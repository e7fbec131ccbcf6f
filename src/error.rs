//! 엔진 공통 에러 타입
//!
//! 모든 금융 연산은 명시적 Result 변형으로 실패를 구분합니다.
//! "이미 처리됨" / "찾을 수 없음"은 예외 흐름이 아니라 호출자가
//! 반드시 처리해야 하는 변형으로 모델링합니다.

use thiserror::Error;

/// 마켓 엔진 에러 타입
#[derive(Debug, Error)]
pub enum MarketError {
    /// 입력 검증 실패 (쓰기 전에 동기적으로 거부됨)
    #[error("잘못된 요청: {0}")]
    Validation(String),

    /// 빈도 제한 초과 (부수 효과 없음)
    #[error("요청이 너무 잦습니다. {retry_after_secs}초 후 다시 시도하세요")]
    RateLimited { retry_after_secs: u64 },

    /// 대상 엔티티 없음
    #[error("{0} 없음")]
    NotFound(&'static str),

    /// 이미 처리된 요청 (멱등 재전달)
    #[error("이미 처리된 요청")]
    AlreadyProcessed,

    /// 중복 구매 경고 (호출자가 무시하고 재시도 가능)
    #[error("이미 구매한 상품이 포함되어 있습니다: {0:?}")]
    DuplicatePurchase(Vec<String>),

    /// 결제 금액 불일치 (사기/버그 신호, 상태 변경 없이 거부)
    #[error("금액 불일치: 기대 {expected}센트, 실제 {actual}센트")]
    AmountMismatch { expected: i64, actual: i64 },

    /// 잔액 부족 (재시도해도 성공할 수 없는 확정 오류)
    #[error("잔액 부족: 필요 {required}센트, 보유 {available}센트")]
    InsufficientFunds { required: i64, available: i64 },

    /// 대기 정산 금액 부족
    #[error("대기 정산 부족: 필요 {required}센트, 보유 {available}센트")]
    InsufficientPending { required: i64, available: i64 },

    /// 현재 상태에서 허용되지 않는 전이
    #[error("허용되지 않는 상태 전이: {0}")]
    InvalidState(String),

    /// 외부 결제 연동 오류 (주문 상태는 변경하지 않음)
    #[error("결제 연동 오류: {0}")]
    Provider(String),

    /// 데이터베이스 오류
    #[error("데이터베이스 오류: {0}")]
    Db(#[from] sqlx::Error),
}

impl MarketError {
    /// 일시적 잠금 경합 오류 여부 (재시도 대상)
    ///
    /// SQLite의 SQLITE_BUSY/SQLITE_LOCKED 계열만 재시도하며,
    /// 그 외의 DB 오류는 즉시 상위로 전파됩니다.
    pub fn is_transient(&self) -> bool {
        match self {
            MarketError::Db(e) => is_busy_error(e),
            _ => false,
        }
    }
}

/// sqlx 오류가 SQLite 잠금 경합인지 판별
pub fn is_busy_error(err: &sqlx::Error) -> bool {
    match err {
        sqlx::Error::Database(db_err) => {
            let msg = db_err.message();
            msg.contains("database is locked") || msg.contains("database table is locked")
        }
        _ => false,
    }
}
────────────────────
How to complete this task —
Type out all of the records again, exactly.

Response below —
repository e7fbec131ccbcf6f
filename src/error.rs
//! 엔진 공통 에러 타입
//!
//! 모든 금융 연산은 명시적 Result 변형으로 실패를 구분합니다.
//! "이미 처리됨" / "찾을 수 없음"은 예외 흐름이 아니라 호출자가
//! 반드시 처리해야 하는 변형으로 모델링합니다.

use thiserror::Error;

/// 마켓 엔진 에러 타입
#[derive(Debug, Error)]
pub enum MarketError {
    /// 입력 검증 실패 (쓰기 전에 동기적으로 거부됨)
    #[error("잘못된 요청: {0}")]
    Validation(String),

    /// 빈도 제한 초과 (부수 효과 없음)
    #[error("요청이 너무 잦습니다. {retry_after_secs}초 후 다시 시도하세요")]
    RateLimited { retry_after_secs: u64 },

    /// 대상 엔티티 없음
    #[error("{0} 없음")]
    NotFound(&'static str),

    /// 이미 처리된 요청 (멱등 재전달)
    #[error("이미 처리된 요청")]
    AlreadyProcessed,

    /// 중복 구매 경고 (호출자가 무시하고 재시도 가능)
    #[error("이미 구매한 상품이 포함되어 있습니다: {0:?}")]
    DuplicatePurchase(Vec<String>),

    /// 결제 금액 불일치 (사기/버그 신호, 상태 변경 없이 거부)
    #[error("금액 불일치: 기대 {expected}센트, 실제 {actual}센트")]
    AmountMismatch { expected: i64, actual: i64 },

    /// 잔액 부족 (재시도해도 성공할 수 없는 확정 오류)
    #[error("잔액 부족: 필요 {required}센트, 보유 {available}센트")]
    InsufficientFunds { required: i64, available: i64 },

    /// 대기 정산 금액 부족
    #[error("대기 정산 부족: 필요 {required}센트, 보유 {available}센트")]
    InsufficientPending { required: i64, available: i64 },

    /// 현재 상태에서 허용되지 않는 전이
    #[error("허용되지 않는 상태 전이: {0}")]
    InvalidState(String),

    /// 외부 결제 연동 오류 (주문 상태는 변경하지 않음)
    #[error("결제 연동 오류: {0}")]
    Provider(String),

    /// 데이터베이스 오류
    #[error("데이터베이스 오류: {0}")]
    Db(#[from] sqlx::Error),
}

impl MarketError {
    /// 일시적 잠금 경합 오류 여부 (재시도 대상)
    ///
    /// SQLite의 SQLITE_BUSY/SQLITE_LOCKED 계열만 재시도하며,
    /// 그 외의 DB 오류는 즉시 상위로 전파됩니다.
    pub fn is_transient(&self) -> bool {
        match self {
            MarketError::Db(e) => is_busy_error(e),
            _ => false,
        }
    }
}

/// sqlx 오류가 SQLite 잠금 경합인지 판별
pub fn is_busy_error(err: &sqlx::Error) -> bool {
    match err {
        sqlx::Error::Database(db_err) => {
            let msg = db_err.message();
            msg.contains("database is locked") || msg.contains("database table is locked")
        }
        _ => false,
    }
}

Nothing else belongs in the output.